RETNO HY/PR |
Kesenian tradisional rengkong hatong yang pernah hidup di masyarakat agraris Bogor, Cianjur, dan Sukabumi pada awal tahun 1900-an digelar di Balai Pengelolaan Taman Budaya Jawa Barat (BPTB Jabar), Bnadung, Sabtu (29/9) malam. |
Pergelaran kesenian rengkong hatong diawali dengan “kidung bubuka” yang dibawakan oleh sesepuh kampung atau orang yang dituakan. Seusai semua doa dan pujian dipanjatkan, kaum pria yang membawa geugeusan (ikatan) padi dengan menggunakan rengkong (bambu pemikul) berjalan perlahan.
Gesekan tambang dari ijuk dengan bambu pemikul menimbulkan suara sangat seperti katak sedang bercengkerama. Tidak lama bersama dengan semakin ramainya suara rengkong, beberapa pria lainnya yang mendampingi wanita membawa air dari wadah bambu (bumbung) padi dengan menggunakan hatong, hingga menimbulkan suara saling bersautan.
Bah Mahat (kelahiran 1923) yang sudah memainkan seni rengkong hatong sejak usia 15 tahun. Menuturkan bahwa rengkong hatong berasal dari dua kata yaitu, rengkong dan hatong. Rengkong adalah sejenis alat yang digunakan untuk mengangkut padi yang berbentuk tanggungan (pemikul) terbuat dari bambu guluntung (satu batang utuh) dengan panjang sekitar 2,8 m dan ukuran lingkaran 30 cm.
Sedangkan hatong adalah sejenis alat tiup yang terbuat dari bambu tamiang, terdiri atas beberapa ruas yang disusun menjadi sebuah alat tiup. Biasanya untuk kesenian rengkong hatong, dipergunakan dua hatong dengan tiga bambu tamiang berukuran 5 hingga 8 cm sebagai nginungan, tiga hatong dengan 12 bambu sebagia dalang, serta goong bumbung yang berfungsi sebagai gong.
Seperti kesenian rengkong pada umumnya, rengkong hatong juga berfungsi sebagai sarana upacara ritual mengarak padi dari sawah ke lumbung. Biasanya digunakan saat tradisi pesta panen, yaitu bentuk kegiatan untuk menghormati Dewi Sri.
Rengkong digunakan untuk mengantarkan padi dari sawah ke lumbung atau alat yang digunakan untuk mengangkut padi dari sawah ke lumbung (tempat penyimpan padi). Sedangkan hatong adalah alat tiup uang terbuat dari bahan bambu tamiang yang berfungsi sebagai musik mengiring dan juga sebagai pengusir hama.

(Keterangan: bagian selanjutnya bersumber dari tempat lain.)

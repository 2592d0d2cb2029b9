//! Error types for clients and the shared session.
//!
//! # Design
//! Configuration problems surface from `Client::build` as `BuildError` and
//! never mid-flight. Everything the network does wrong is a `TransportError`,
//! handed by value to the failing client's delegate only. Errors are `Clone`
//! so a single failure can be logged and delivered without re-wrapping.
//! Explicit cancellation is not an error at all: it produces no callback.

/// Errors returned by `Client::build`.
#[derive(Debug, Clone, PartialEq, Eq, thiserror::Error)]
pub enum BuildError {
    /// The builder closure never set a URL.
    #[error("request URL is required")]
    MissingUrl,

    /// The builder closure never set an HTTP method.
    #[error("HTTP method is required")]
    MissingMethod,

    /// The URL could not be parsed.
    #[error("invalid request URL: {0}")]
    InvalidUrl(String),
}

/// Failures reported by the transport for a running task.
#[derive(Debug, Clone, PartialEq, Eq, thiserror::Error)]
pub enum TransportError {
    /// The session declined to schedule the request.
    #[error("invalid request: {0}")]
    InvalidRequest(String),

    /// A request attempt or the whole transfer ran past its deadline.
    #[error("request timed out")]
    TimedOut,

    /// The redirect chain exceeded the session's limit.
    #[error("too many redirects")]
    TooManyRedirects,

    /// The transport stopped the task without a caller asking for it.
    #[error("task cancelled by transport")]
    Cancelled,

    /// Reading or writing the connection failed.
    #[error("I/O error: {0}")]
    Io(String),

    /// Any other protocol or connection failure.
    #[error("network error: {0}")]
    Network(String),
}

impl From<ureq::Error> for TransportError {
    fn from(e: ureq::Error) -> Self {
        match e {
            ureq::Error::Timeout(_) => TransportError::TimedOut,
            ureq::Error::Io(io) => TransportError::from(io),
            other => TransportError::Network(other.to_string()),
        }
    }
}

/// Body reads surface ureq's own errors wrapped in `io::Error`; a socket
/// read timeout shows up as `WouldBlock` on some platforms.
impl From<std::io::Error> for TransportError {
    fn from(e: std::io::Error) -> Self {
        let inner = e.get_ref().and_then(|inner| inner.downcast_ref::<ureq::Error>());
        if let Some(ureq::Error::Timeout(_)) = inner {
            return TransportError::TimedOut;
        }
        match e.kind() {
            std::io::ErrorKind::TimedOut | std::io::ErrorKind::WouldBlock => {
                TransportError::TimedOut
            }
            _ => TransportError::Io(e.to_string()),
        }
    }
}

/// Errors from configuring the shared session.
#[derive(Debug, Clone, PartialEq, Eq, thiserror::Error)]
pub enum ConfigError {
    /// `SessionManager::configure` was called after the shared instance
    /// had already been created.
    #[error("shared session is already initialized")]
    AlreadyInitialized,
}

Sebelum dilaksanakan upacara mengangkut biasanya suka diadakan dahulu upacara ritual mipit yaitu dengan cara menyajikan sesajen rurujakan.
Tradisi dilakukan berharap pada keridaan alam akan tanaman padi yang hendak dipanen memilki manfaat dan diberkahi oleh Mahakuasa melalui Dewi Sri (Dewi padi). Dengan demikian, berkah itu sampai kepada tanah, air, tumbuhan padi dan manusia.